▸ **What you need to do**: Begin at the line containing "let n = 4u32;" in the entries below and end at the line containing "assert_eq!(max_rel_pos(2), 65_535);"; transcribe that range exactly and nothing outside it.

+++

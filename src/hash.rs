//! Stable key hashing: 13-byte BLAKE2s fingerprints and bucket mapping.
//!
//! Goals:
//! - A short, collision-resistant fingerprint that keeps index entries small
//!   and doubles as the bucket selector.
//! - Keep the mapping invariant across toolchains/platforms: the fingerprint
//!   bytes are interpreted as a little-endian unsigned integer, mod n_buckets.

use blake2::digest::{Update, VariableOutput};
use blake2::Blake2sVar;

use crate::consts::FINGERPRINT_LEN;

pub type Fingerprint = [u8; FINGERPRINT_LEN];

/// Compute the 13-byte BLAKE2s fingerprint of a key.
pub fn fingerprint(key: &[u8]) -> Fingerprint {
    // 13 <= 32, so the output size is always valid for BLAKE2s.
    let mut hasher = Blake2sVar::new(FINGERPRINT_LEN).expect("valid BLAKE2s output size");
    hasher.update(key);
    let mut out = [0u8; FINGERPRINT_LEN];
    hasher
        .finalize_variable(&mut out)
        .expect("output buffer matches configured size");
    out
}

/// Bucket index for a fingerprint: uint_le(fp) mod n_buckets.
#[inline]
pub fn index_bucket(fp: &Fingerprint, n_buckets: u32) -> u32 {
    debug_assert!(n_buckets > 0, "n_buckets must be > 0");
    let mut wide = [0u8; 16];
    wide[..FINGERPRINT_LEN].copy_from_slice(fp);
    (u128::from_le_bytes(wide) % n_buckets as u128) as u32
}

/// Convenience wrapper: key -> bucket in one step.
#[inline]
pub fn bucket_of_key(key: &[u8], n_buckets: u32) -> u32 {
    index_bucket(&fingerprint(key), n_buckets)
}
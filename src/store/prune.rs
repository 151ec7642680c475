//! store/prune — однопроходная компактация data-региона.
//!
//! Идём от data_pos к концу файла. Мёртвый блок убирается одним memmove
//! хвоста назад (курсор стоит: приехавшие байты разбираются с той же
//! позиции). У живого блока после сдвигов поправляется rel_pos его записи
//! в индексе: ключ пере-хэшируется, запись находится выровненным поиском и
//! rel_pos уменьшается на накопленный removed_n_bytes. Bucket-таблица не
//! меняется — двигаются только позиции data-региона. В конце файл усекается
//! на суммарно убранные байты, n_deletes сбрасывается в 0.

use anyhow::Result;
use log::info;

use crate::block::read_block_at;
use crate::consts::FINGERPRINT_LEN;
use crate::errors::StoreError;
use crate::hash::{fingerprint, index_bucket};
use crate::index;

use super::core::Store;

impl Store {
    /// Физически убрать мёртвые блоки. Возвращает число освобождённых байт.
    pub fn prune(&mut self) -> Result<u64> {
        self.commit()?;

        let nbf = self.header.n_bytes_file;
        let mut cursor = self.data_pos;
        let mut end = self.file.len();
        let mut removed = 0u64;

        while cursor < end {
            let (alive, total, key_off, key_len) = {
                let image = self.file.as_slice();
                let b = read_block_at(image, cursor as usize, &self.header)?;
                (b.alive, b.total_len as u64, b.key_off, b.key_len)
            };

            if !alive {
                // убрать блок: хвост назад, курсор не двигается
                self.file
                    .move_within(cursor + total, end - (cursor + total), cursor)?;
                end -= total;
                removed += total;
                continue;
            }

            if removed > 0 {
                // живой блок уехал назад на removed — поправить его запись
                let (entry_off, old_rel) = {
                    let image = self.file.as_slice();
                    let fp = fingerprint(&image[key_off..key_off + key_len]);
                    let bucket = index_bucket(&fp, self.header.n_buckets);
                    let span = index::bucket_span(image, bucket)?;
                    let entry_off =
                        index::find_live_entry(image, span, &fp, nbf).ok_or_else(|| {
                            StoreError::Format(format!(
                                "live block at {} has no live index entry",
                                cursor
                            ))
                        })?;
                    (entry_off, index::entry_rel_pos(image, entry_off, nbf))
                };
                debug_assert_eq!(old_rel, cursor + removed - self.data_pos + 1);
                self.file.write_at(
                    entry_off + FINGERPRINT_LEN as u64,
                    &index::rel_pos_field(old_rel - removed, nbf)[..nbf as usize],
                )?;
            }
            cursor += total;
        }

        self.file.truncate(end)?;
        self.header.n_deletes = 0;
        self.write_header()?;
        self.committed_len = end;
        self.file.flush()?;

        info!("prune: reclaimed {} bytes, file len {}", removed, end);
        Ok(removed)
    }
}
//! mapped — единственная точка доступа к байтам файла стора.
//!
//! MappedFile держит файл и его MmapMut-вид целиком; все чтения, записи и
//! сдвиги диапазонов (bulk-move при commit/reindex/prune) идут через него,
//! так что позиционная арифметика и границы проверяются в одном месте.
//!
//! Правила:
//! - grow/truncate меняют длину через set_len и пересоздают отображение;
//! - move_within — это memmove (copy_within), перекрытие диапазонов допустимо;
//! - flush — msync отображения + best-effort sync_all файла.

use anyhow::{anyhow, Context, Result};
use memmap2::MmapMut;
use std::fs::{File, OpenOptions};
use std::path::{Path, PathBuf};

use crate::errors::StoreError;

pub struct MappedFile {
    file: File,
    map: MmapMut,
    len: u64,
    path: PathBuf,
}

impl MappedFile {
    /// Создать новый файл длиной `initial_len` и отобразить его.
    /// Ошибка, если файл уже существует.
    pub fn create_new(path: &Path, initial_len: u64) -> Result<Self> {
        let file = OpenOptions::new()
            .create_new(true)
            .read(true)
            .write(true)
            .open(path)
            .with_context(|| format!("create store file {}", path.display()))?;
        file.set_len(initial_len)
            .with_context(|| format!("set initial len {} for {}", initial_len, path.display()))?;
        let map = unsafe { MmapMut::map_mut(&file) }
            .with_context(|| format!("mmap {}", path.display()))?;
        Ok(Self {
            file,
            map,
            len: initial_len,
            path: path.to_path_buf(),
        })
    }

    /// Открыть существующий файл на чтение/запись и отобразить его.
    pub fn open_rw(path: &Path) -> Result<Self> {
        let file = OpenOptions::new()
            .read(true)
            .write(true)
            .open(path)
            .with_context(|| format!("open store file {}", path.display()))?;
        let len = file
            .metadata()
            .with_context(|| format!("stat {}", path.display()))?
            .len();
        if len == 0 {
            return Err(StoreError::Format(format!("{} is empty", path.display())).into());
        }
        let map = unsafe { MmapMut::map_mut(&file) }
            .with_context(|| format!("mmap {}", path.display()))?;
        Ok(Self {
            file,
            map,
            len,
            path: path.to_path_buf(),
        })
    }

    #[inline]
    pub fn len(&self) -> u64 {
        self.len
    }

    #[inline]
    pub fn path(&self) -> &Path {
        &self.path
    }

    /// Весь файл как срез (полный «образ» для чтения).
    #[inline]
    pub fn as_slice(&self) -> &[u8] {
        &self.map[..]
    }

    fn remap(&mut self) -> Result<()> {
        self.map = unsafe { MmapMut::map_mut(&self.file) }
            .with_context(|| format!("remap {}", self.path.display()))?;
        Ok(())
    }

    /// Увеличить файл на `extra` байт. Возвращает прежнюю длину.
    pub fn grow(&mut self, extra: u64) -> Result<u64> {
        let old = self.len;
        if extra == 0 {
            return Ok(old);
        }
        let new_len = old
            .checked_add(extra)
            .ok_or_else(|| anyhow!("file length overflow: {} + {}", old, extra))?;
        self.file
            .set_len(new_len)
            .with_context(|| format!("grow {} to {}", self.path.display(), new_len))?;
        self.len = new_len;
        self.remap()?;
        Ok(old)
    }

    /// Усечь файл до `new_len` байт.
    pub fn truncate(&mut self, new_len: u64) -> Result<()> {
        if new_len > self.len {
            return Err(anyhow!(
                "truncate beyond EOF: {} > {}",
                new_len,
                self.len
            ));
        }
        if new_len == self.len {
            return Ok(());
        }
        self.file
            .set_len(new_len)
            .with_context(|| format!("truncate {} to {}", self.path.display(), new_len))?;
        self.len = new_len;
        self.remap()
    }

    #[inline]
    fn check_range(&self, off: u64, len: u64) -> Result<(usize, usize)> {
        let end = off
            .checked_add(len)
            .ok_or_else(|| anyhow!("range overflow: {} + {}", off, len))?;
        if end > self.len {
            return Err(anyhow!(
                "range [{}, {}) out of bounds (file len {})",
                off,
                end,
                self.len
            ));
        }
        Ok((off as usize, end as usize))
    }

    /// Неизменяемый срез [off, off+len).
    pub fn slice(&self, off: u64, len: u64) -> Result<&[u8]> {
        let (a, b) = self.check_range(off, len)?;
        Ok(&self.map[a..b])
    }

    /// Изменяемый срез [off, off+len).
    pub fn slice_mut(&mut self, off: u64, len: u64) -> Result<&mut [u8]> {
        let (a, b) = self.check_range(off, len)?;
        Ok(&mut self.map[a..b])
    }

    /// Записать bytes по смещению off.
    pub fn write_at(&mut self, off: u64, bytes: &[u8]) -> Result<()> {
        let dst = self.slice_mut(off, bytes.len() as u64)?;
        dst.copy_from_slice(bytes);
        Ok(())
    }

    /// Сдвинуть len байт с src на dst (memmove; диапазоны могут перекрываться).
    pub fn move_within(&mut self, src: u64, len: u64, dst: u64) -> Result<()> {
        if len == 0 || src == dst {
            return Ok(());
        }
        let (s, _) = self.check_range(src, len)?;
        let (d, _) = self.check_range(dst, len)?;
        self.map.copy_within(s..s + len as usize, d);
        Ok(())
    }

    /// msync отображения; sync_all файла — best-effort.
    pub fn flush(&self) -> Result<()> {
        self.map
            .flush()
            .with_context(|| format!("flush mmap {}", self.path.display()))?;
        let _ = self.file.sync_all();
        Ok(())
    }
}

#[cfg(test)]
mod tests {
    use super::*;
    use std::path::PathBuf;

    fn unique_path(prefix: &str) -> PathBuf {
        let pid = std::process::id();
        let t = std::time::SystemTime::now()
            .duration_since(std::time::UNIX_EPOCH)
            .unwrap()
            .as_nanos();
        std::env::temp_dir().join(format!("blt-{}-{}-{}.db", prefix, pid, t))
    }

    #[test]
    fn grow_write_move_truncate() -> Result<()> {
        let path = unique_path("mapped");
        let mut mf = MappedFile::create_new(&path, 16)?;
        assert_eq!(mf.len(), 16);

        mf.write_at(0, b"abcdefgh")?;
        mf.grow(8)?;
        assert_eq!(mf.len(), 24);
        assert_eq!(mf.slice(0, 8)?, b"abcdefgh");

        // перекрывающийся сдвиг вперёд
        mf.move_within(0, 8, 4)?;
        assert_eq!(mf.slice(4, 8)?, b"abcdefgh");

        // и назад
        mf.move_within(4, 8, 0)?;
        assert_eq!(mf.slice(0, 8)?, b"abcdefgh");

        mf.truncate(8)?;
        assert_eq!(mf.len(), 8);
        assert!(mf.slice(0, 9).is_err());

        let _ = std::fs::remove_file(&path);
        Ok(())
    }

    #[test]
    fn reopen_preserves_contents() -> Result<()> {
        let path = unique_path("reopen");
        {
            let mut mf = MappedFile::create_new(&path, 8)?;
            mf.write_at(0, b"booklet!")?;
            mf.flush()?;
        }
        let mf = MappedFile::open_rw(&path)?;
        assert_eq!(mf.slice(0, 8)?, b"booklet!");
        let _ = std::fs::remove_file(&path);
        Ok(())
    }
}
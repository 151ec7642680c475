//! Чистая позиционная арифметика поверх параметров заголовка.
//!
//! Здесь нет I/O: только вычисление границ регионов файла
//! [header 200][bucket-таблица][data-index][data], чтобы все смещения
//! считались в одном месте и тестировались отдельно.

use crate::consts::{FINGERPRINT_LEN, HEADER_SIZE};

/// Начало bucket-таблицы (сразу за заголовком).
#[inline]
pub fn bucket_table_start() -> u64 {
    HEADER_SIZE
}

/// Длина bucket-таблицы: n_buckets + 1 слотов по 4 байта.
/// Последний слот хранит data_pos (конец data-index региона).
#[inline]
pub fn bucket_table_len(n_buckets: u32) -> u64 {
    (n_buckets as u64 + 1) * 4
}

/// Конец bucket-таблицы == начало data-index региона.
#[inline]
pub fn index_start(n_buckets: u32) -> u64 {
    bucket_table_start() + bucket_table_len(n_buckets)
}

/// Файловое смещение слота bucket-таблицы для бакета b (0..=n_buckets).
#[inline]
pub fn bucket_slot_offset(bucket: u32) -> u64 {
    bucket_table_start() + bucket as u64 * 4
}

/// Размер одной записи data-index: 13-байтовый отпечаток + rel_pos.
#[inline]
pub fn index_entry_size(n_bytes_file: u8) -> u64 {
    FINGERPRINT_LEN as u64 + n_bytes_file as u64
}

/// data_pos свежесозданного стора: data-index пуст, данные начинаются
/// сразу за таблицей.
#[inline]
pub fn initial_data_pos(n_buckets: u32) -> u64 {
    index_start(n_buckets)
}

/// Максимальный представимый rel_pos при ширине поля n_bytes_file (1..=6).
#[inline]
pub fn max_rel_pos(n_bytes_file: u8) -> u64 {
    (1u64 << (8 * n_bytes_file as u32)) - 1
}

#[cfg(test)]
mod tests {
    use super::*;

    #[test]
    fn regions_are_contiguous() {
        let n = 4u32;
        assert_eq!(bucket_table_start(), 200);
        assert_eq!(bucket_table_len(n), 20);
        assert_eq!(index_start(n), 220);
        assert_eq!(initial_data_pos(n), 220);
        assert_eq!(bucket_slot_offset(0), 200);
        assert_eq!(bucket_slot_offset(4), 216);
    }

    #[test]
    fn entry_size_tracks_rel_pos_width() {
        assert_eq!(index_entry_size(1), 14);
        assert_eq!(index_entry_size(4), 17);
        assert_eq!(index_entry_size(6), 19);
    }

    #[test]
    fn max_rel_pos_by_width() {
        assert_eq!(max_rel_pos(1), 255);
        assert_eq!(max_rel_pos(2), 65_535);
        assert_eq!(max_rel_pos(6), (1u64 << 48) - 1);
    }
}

+++

▸ **Answer for this exercise**:
        let n = 4u32;
        assert_eq!(bucket_table_start(), 200);
        assert_eq!(bucket_table_len(n), 20);
        assert_eq!(index_start(n), 220);
        assert_eq!(initial_data_pos(n), 220);
        assert_eq!(bucket_slot_offset(0), 200);
        assert_eq!(bucket_slot_offset(4), 216);
    }

    #[test]
    fn entry_size_tracks_rel_pos_width() {
        assert_eq!(index_entry_size(1), 14);
        assert_eq!(index_entry_size(4), 17);
        assert_eq!(index_entry_size(6), 19);
    }

    #[test]
    fn max_rel_pos_by_width() {
        assert_eq!(max_rel_pos(1), 255);
        assert_eq!(max_rel_pos(2), 65_535);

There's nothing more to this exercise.